## Prompt
Retrieve each line that contains the word "Compact" from the entries below.

### Given information ###

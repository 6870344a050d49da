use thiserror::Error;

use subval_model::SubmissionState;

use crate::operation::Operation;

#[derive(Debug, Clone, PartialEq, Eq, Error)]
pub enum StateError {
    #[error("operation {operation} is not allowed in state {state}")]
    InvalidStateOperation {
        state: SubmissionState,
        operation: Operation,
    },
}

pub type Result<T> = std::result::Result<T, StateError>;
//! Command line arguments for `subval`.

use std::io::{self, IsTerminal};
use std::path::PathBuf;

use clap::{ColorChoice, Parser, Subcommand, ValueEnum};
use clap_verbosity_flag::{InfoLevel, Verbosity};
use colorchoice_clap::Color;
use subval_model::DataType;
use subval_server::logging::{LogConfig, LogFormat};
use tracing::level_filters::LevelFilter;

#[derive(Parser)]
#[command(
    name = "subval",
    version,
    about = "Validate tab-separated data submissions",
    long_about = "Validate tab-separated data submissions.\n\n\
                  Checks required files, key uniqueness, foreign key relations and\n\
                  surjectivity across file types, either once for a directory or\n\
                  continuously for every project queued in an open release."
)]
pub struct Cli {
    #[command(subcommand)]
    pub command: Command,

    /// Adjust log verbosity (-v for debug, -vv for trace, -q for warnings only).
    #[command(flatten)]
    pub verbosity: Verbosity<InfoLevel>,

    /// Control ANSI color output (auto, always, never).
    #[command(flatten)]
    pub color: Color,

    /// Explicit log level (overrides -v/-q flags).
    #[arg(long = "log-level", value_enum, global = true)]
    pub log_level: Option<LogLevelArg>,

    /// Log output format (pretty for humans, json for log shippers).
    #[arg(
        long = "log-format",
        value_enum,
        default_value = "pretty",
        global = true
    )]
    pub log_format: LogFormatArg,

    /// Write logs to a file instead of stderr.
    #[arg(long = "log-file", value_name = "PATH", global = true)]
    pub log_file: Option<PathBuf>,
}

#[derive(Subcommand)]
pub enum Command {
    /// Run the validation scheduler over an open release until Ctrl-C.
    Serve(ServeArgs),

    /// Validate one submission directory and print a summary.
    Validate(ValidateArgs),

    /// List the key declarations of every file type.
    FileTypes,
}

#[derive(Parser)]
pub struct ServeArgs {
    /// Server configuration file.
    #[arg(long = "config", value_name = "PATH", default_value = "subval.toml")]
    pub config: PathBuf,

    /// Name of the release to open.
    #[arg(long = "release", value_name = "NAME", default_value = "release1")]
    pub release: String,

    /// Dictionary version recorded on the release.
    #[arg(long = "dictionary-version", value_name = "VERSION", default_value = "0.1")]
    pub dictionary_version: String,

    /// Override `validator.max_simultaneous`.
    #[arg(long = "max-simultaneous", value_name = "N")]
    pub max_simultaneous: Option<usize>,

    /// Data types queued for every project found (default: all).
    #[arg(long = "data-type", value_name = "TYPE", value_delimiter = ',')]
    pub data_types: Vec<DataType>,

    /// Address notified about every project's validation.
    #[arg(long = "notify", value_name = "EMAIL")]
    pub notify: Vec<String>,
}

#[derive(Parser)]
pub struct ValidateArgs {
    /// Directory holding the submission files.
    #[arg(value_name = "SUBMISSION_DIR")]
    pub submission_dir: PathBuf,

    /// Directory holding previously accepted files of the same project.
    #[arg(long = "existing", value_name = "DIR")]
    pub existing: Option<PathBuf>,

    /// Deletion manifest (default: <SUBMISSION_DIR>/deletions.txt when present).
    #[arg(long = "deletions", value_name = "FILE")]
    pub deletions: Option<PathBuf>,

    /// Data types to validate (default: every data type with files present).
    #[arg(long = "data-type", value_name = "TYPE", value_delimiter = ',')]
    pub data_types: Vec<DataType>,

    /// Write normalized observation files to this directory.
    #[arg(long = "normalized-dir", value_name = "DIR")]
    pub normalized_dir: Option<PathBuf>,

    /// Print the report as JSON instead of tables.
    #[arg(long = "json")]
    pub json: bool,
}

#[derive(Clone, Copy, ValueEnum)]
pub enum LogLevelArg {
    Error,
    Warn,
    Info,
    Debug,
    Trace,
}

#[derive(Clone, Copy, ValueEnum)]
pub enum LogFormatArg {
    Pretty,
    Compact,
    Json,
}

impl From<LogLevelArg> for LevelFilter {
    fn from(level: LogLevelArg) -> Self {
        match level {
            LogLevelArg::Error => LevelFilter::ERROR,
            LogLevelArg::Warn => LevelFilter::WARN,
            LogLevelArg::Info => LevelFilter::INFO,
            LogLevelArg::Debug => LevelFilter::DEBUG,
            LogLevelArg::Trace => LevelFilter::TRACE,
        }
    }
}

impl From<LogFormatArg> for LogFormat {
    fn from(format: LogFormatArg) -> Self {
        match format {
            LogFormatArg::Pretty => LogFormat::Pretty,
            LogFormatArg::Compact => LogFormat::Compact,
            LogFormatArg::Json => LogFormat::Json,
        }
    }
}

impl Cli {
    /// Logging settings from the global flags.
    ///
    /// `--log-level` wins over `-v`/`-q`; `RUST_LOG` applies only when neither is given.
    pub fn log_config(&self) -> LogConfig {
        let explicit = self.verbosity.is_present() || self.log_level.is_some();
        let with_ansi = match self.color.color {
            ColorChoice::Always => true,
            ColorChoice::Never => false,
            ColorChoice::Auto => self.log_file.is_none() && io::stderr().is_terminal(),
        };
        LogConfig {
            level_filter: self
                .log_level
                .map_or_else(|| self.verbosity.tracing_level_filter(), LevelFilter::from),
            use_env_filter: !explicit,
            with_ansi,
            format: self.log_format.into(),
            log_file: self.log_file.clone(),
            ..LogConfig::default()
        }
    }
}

###

## Task output
    Compact,
            LogFormatArg::Compact => LogFormat::Compact,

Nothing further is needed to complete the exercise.